THE VIRGINIAN-PILOT Copyright (c) 1994, Landmark Communications, Inc. DATE: Monday, August 15, 1994 TAG: 9408150217 SECTION: DAILY BREAK PAGE: E1 EDITION: FINAL TYPE: Daydream Belivers SOURCE: Patrick K. Lackey LENGTH: Medium: 91 lines
DREAMS COME IN four categories: impossible (get real), nearly impossible (stranger things have happened), nearly possible (it could happen) and possible (it will take work).
Elizabeth A. Kunde, a 27-year-old Navy wife and mother of two, has a possible dream.
It's no sure thing, but if you talked with her about it, you'd know better than to bet against her.
She dreams of having her own shop where she would sew dresses and sell them. The shop would have a nifty name on the door, something like Elizabeth's, and the dresses would bear her label, still to be designed.
But she won't let her dream take her from her home. It's a sick world, she says, so she plans to stay at home while her 11-month old son, Ryan, and 5-year-old daughter, Alexa, grow up.
To earn money in her townhouse near Virginia Wesleyan College, she cares for two children almost full time and two children part time, plus her own. At night, she sews dresses at a table in the small family room off the kitchen.
But she has figured a way to keep her dream at home. All that's blocking her is that too-familiar mountain . . . money.
She and her husband, Paul, who recently made petty officer first class, need a house with a large attached garage that they could turn into her dress shop. Elizabeth's children would be close at hand. Customers would never enter her house. The garage door would bear the shop's name, something nifty, like Elizabeth's.
Her dresses wouldn't be high fashion. They would be like the ones she makes and sells now, personalized with certain touches, perfect for heirlooms.
Kunde made her first dress four years ago for her daughter, then age 1. Children's clothes in stores struck her as cheaply made and high-priced, so she set out to sew her own, using a 30-some-year-old Kenmore inherited from her grandmother.
Two things immediately amazed her:
Sewing was fun. Back in high school in Wisconsin, she said, ``sewing wasn't cool.'' What was cool was shopping, which she did a lot with her two sisters and mother.
Her hands seemed to know how to sew. The instructions confused her, and she didn't know the names of different materials, but as she put her daughter's dress together, her hands seemed to know what to do. She remembers thinking, ``I can do this.''
The first dress was heirloom-style, with a petticoat and lace collar, heart-shaped buttons and a little pink bow.
Soon she was making quilts for Christmas presents, drapes for the windows, pillows for the bed. Anything she could make cheaper and better than she what she could buy, she made.
She became creative.
``I pretty much go creatively nuts once I get the material cut,'' she said. ``I do whatever I want to do. I am not a cookie-cutter seamstress. I don't like to do duplicates. I like to make each of my pieces original somehow.''
In January 1992, her church, Bayside Presbyterian, got a new choir director, whom she calls ``Chris Watkins, the saint.''
``He's one of those people,'' she said, ``if he asks, you jump.''
He learned of her sewing prowess and began having her make complicated costumes for the church's Broadway-type shows and madrigal dinners.

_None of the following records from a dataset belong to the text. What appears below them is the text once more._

//! Encoder model hosting adapters: lifecycle operations, active
//! composition state, and training-mode variable selection.

use candle_core::{DType, Device, Module, Result, Tensor, Var};
use candle_nn::{embedding, layer_norm, Embedding, LayerNorm, VarBuilder, VarMap};
use tracing::{debug, info};

use crate::composition::Composition;
use crate::config::{AdapterConfig, AdapterConfigs, FusionConfig, ModelConfig};
use crate::error::ComposeError;
use crate::block::EncoderLayer;
use crate::layer::AdapterLayer;

/// Word + learned position embeddings with a final layer norm.
struct Embeddings {
    word: Embedding,
    position: Embedding,
    norm: LayerNorm,
}

impl Embeddings {
    fn new(cfg: &ModelConfig, vb: VarBuilder) -> Result<Self> {
        let word = embedding(cfg.vocab_size, cfg.hidden_size, vb.pp("word"))?;
        let position = embedding(
            cfg.max_position_embeddings,
            cfg.hidden_size,
            vb.pp("position"),
        )?;
        let norm = layer_norm(cfg.hidden_size, cfg.layer_norm_eps, vb.pp("norm"))?;
        Ok(Self {
            word,
            position,
            norm,
        })
    }

    fn forward(&self, input_ids: &Tensor) -> Result<Tensor> {
        let (_b_sz, seq_len) = input_ids.dims2()?;
        let words = self.word.forward(input_ids)?;
        let position_ids = Tensor::arange(0u32, seq_len as u32, input_ids.device())?;
        let positions = self.position.forward(&position_ids)?;
        self.norm.forward(&words.broadcast_add(&positions)?)
    }
}

/// A frozen encoder backbone that hosts named adapter modules and
/// interprets the active composition on every forward pass.
///
/// The active composition and the per-block registries are plain mutable
/// state on this struct; configuration changes must be serialized with
/// respect to forward passes by the caller. Concurrent forward passes over
/// an unchanging model are fine.
pub struct EncoderModel {
    embeddings: Embeddings,
    layers: Vec<EncoderLayer>,
    configs: AdapterConfigs,
    active: Option<Composition>,
    config: ModelConfig,
    device: Device,
    dtype: DType,
}

impl EncoderModel {
    /// Build the backbone. Adapters are added afterwards with
    /// [`EncoderModel::add_adapter`], passing the same root `VarBuilder`.
    pub fn new(cfg: &ModelConfig, vb: VarBuilder) -> std::result::Result<Self, ComposeError> {
        let embeddings = Embeddings::new(cfg, vb.pp("embeddings"))?;
        let vb_layers = vb.pp("encoder").pp("layers");
        let mut layers = Vec::with_capacity(cfg.num_hidden_layers);
        for i in 0..cfg.num_hidden_layers {
            layers.push(EncoderLayer::new(cfg, vb_layers.pp(i))?);
        }
        Ok(Self {
            embeddings,
            layers,
            configs: AdapterConfigs::new(),
            active: None,
            config: cfg.clone(),
            device: vb.device().clone(),
            dtype: vb.dtype(),
        })
    }

    pub fn config(&self) -> &ModelConfig {
        &self.config
    }

    pub fn adapter_configs(&self) -> &AdapterConfigs {
        &self.configs
    }

    pub fn layers(&self) -> &[EncoderLayer] {
        &self.layers
    }

    pub fn device(&self) -> &Device {
        &self.device
    }

    /// Register a new adapter and create its modules in every layer not
    /// named by the configuration's `leave_out`.
    ///
    /// `vb` must be the root `VarBuilder` the model was built from so the
    /// new variables land under the model's paths.
    pub fn add_adapter(
        &mut self,
        name: &str,
        config: AdapterConfig,
        vb: VarBuilder,
    ) -> std::result::Result<(), ComposeError> {
        if self.configs.contains(name) {
            return Err(ComposeError::DuplicateAdapter(name.to_string()));
        }
        info!(adapter = name, "adding adapter");
        let leave_out = config.leave_out.clone();
        self.configs.add(name, config);

        let vb_layers = vb.pp("encoder").pp("layers");
        for (i, layer) in self.layers.iter_mut().enumerate() {
            if leave_out.contains(&i) {
                continue;
            }
            layer.add_adapter(name, &self.configs, vb_layers.pp(i))?;
        }
        Ok(())
    }

    /// Create a fusion module for the named adapter group in every layer
    /// and at every site where the group's placement flags agree. Installs
    /// the default fusion configuration if none is set.
    pub fn add_fusion_layer(
        &mut self,
        names: &[String],
        vb: VarBuilder,
    ) -> std::result::Result<(), ComposeError> {
        if self.configs.fusion().is_none() {
            self.configs.set_fusion(FusionConfig::default());
        }
        info!(group = names.join(","), "adding fusion layer");

        let vb_layers = vb.pp("encoder").pp("layers");
        for (i, layer) in self.layers.iter_mut().enumerate() {
            layer.add_fusion_layer(names, &self.configs, vb_layers.pp(i))?;
        }
        Ok(())
    }

    /// Set (or clear) the composition interpreted by subsequent forward
    /// passes.
    pub fn set_active_composition(&mut self, setup: Option<Composition>) {
        match &setup {
            Some(setup) => debug!(adapters = ?setup.flatten(), "activating composition"),
            None => debug!("deactivating composition"),
        }
        self.active = setup;
    }

    pub fn active_composition(&self) -> Option<&Composition> {
        self.active.as_ref()
    }

    /// Select the trainable variables for the setup's adapters and make
    /// the setup active. The returned variables feed an optimizer; all
    /// other parameters stay untouched, which keeps the backbone frozen.
    pub fn train_adapter(&mut self, setup: Composition, varmap: &VarMap) -> Vec<Var> {
        let prefixes: Vec<String> = setup
            .flatten()
            .iter()
            .map(|name| format!(".adapters.{name}."))
            .collect();
        let vars = vars_matching(varmap, &prefixes);
        info!(count = vars.len(), "selected adapter variables for training");
        self.set_active_composition(Some(setup));
        vars
    }

    /// Select the trainable variables for the setup's fusion groups and
    /// make the setup active.
    pub fn train_fusion(&mut self, setup: Composition, varmap: &VarMap) -> Vec<Var> {
        let prefixes: Vec<String> = setup
            .fusion_groups()
            .iter()
            .map(|group| format!(".adapter_fusion.{group}."))
            .collect();
        let vars = vars_matching(varmap, &prefixes);
        info!(count = vars.len(), "selected fusion variables for training");
        self.set_active_composition(Some(setup));
        vars
    }

    /// Sum of the value-weight regularization terms of every fusion
    /// module in the model. Exactly zero when no fusion module exists.
    pub fn fusion_regularization_loss(&self) -> Result<Tensor> {
        let mut loss = Tensor::zeros((), self.dtype, &self.device)?;
        for layer in &self.layers {
            for site in [layer.attention_adapters(), layer.output_adapters()] {
                for fusion in site.fusion_modules() {
                    if let Some(term) = fusion.regularization_loss()? {
                        loss = (loss + term)?;
                    }
                }
            }
        }
        Ok(loss)
    }

    /// Encode token ids into hidden states, routing every block through
    /// the active composition.
    pub fn forward(
        &self,
        input_ids: &Tensor,
        attention_mask: Option<&Tensor>,
    ) -> std::result::Result<Tensor, ComposeError> {
        let mut hidden_states = self.embeddings.forward(input_ids)?;
        for layer in &self.layers {
            hidden_states =
                layer.forward(&hidden_states, attention_mask, self.active.as_ref(), &self.configs)?;
        }
        Ok(hidden_states)
    }

    /// Run a single block's adapter site on explicit tensors. Mostly
    /// useful for probing composition behavior.
    pub fn site_forward(
        &self,
        site: &AdapterLayer,
        hidden_states: &Tensor,
        input_tensor: &Tensor,
    ) -> std::result::Result<Tensor, ComposeError> {
        site.adapters_forward(hidden_states, input_tensor, self.active.as_ref(), &self.configs)
    }
}

fn vars_matching(varmap: &VarMap, prefixes: &[String]) -> Vec<Var> {
    let data = varmap.data().lock().unwrap();
    let mut vars: Vec<(String, Var)> = data
        .iter()
        .filter(|(name, _)| prefixes.iter().any(|p| name.contains(p.as_str())))
        .map(|(name, var)| (name.clone(), var.clone()))
        .collect();
    // deterministic ordering for optimizers and tests
    vars.sort_by(|a, b| a.0.cmp(&b.0));
    vars.into_iter().map(|(_, var)| var).collect()
}

#[cfg(test)]
mod tests {
    use super::*;

    fn tiny_config() -> ModelConfig {
        ModelConfig {
            hidden_size: 32,
            num_attention_heads: 2,
            num_hidden_layers: 3,
            intermediate_size: 64,
            vocab_size: 128,
            max_position_embeddings: 64,
            hidden_act: "gelu".to_string(),
            layer_norm_eps: 1e-12,
            extra: serde_json::Map::new(),
        }
    }

    fn tiny_model() -> (EncoderModel, VarMap, VarBuilder<'static>) {
        let varmap = VarMap::new();
        let vb = VarBuilder::from_varmap(&varmap, DType::F32, &Device::Cpu);
        let model = EncoderModel::new(&tiny_config(), vb.clone()).unwrap();
        (model, varmap, vb)
    }

    fn input_ids(seq: usize) -> Tensor {
        let ids: Vec<u32> = (0..seq as u32).collect();
        Tensor::from_vec(ids, (1, seq), &Device::Cpu).unwrap()
    }

    #[test]
    fn test_forward_shape() {
        let (model, _varmap, _vb) = tiny_model();
        let output = model.forward(&input_ids(6), None).unwrap();
        assert_eq!(output.dims(), &[1, 6, 32]);
    }

    #[test]
    fn test_add_adapter_rejects_duplicates() {
        let (mut model, _varmap, vb) = tiny_model();
        model
            .add_adapter("task", AdapterConfig::pfeiffer(), vb.clone())
            .unwrap();
        let err = model
            .add_adapter("task", AdapterConfig::pfeiffer(), vb)
            .unwrap_err();
        assert!(matches!(err, ComposeError::DuplicateAdapter(_)));
    }

    #[test]
    fn test_leave_out_excludes_layers() {
        let (mut model, _varmap, vb) = tiny_model();
        let mut config = AdapterConfig::pfeiffer();
        config.leave_out = vec![1];
        model.add_adapter("task", config, vb).unwrap();

        assert!(model.layers()[0].output_adapters().has_adapter("task"));
        assert!(!model.layers()[1].output_adapters().has_adapter("task"));
        assert!(model.layers()[2].output_adapters().has_adapter("task"));
    }

    #[test]
    fn test_active_composition_round_trip() {
        let (mut model, _varmap, vb) = tiny_model();
        model
            .add_adapter("task", AdapterConfig::pfeiffer(), vb)
            .unwrap();
        assert!(model.active_composition().is_none());

        model.set_active_composition(Some(Composition::leaf("task")));
        assert_eq!(
            model.active_composition().unwrap().flatten(),
            vec!["task"]
        );

        model.set_active_composition(None);
        assert!(model.active_composition().is_none());
    }

    #[test]
    fn test_inactive_composition_is_pass_through() {
        let (mut model, _varmap, vb) = tiny_model();
        model
            .add_adapter("task", AdapterConfig::pfeiffer(), vb)
            .unwrap();

        let ids = input_ids(5);
        let baseline = model.forward(&ids, None).unwrap();

        // activating a composition of unknown names must not change anything
        model.set_active_composition(Some(Composition::stack_of(["ghost"])));
        let ghosted = model.forward(&ids, None).unwrap();

        let diff = (&baseline - &ghosted)
            .unwrap()
            .abs()
            .unwrap()
            .sum_all()
            .unwrap()
            .to_scalar::<f32>()
            .unwrap();
        assert!(diff < f32::EPSILON, "unhosted compositions must pass through");
    }

    #[test]
    fn test_train_adapter_selects_only_named_vars() {
        let (mut model, varmap, vb) = tiny_model();
        let total_before = varmap.all_vars().len();
        model
            .add_adapter("a", AdapterConfig::pfeiffer(), vb.clone())
            .unwrap();
        model
            .add_adapter("b", AdapterConfig::pfeiffer(), vb)
            .unwrap();

        let vars_a = model.train_adapter(Composition::leaf("a"), &varmap);
        // pfeiffer: one site per layer, down + up weight and bias
        assert_eq!(vars_a.len(), 3 * 4);
        assert!(model.active_composition().is_some());

        let vars_ab = model.train_adapter(Composition::stack_of(["a", "b"]), &varmap);
        assert_eq!(vars_ab.len(), 2 * 3 * 4);

        // backbone vars are never selected
        assert!(varmap.all_vars().len() > total_before);
        assert!(vars_ab.len() < varmap.all_vars().len());
    }

    #[test]
    fn test_train_fusion_selects_fusion_vars() {
        let (mut model, varmap, vb) = tiny_model();
        model
            .add_adapter("a", AdapterConfig::pfeiffer(), vb.clone())
            .unwrap();
        model
            .add_adapter("b", AdapterConfig::pfeiffer(), vb.clone())
            .unwrap();
        let names = vec!["a".to_string(), "b".to_string()];
        model.add_fusion_layer(&names, vb).unwrap();

        let setup = Composition::fuse_of(["a", "b"]);
        let vars = model.train_fusion(setup, &varmap);
        // output site only (pfeiffer), per layer: query w+b, key w+b, value w
        assert_eq!(vars.len(), 3 * 5);
    }

    #[test]
    fn test_fusion_regularization_zero_without_fusion() {
        let (model, _varmap, _vb) = tiny_model();
        let loss = model.fusion_regularization_loss().unwrap();
        assert_eq!(loss.to_scalar::<f32>().unwrap(), 0.0);
    }

    #[test]
    fn test_fusion_regularization_counts_modules() {
        let (mut model, _varmap, vb) = tiny_model();
        model
            .add_adapter("a", AdapterConfig::pfeiffer(), vb.clone())
            .unwrap();
        model
            .add_adapter("b", AdapterConfig::pfeiffer(), vb.clone())
            .unwrap();
        let names = vec!["a".to_string(), "b".to_string()];
        model.add_fusion_layer(&names, vb).unwrap();

        // randomly initialized value weights are not the identity
        let loss = model.fusion_regularization_loss().unwrap();
        assert!(loss.to_scalar::<f32>().unwrap() > 0.0);
    }
}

Sometimes, she said, every nail in her townhouse has a costume hanging from it.
Gradually she got more and more orders for dresses, often for children, though she also is working on gowns for a bridal party.
She never advertises. ``I don't want everybody knocking on my door,'' she said. They could come to a garage shop, but not to her house.
She calls her dream ``the lottery dream.'' She just has to win the lottery, buy the house with the big garage and sew to her heart's content, with her children near at hand.
``I would sew for charities,'' she said. ``I would sew for the homeless.''
But could her dream come true without winning the lottery?
``Yes,'' she said, ``somehow, some way, I will have my name on the door. If and when . . . not if, when . . . it happens, my sister will design my logo.''
When she's sewing, she said, she's like her Paul at his computer. People talk to her, she said, but she doesn't hear.
``It's such fun,'' she said. ``The best part is to see what I did on who I made it for.''
Her prices vary, she said. She tries to make $7 to $10 an hour. If she makes a mistake, she said, she doesn't charge for rework. For her church, she charges less. ILLUSTRATION: Color staff photo by Ian Martin
Elizabeth Kunde and her children, Ryan, 11 months, and Alexa, 5,
model some of the clothes she's made in her Beach home.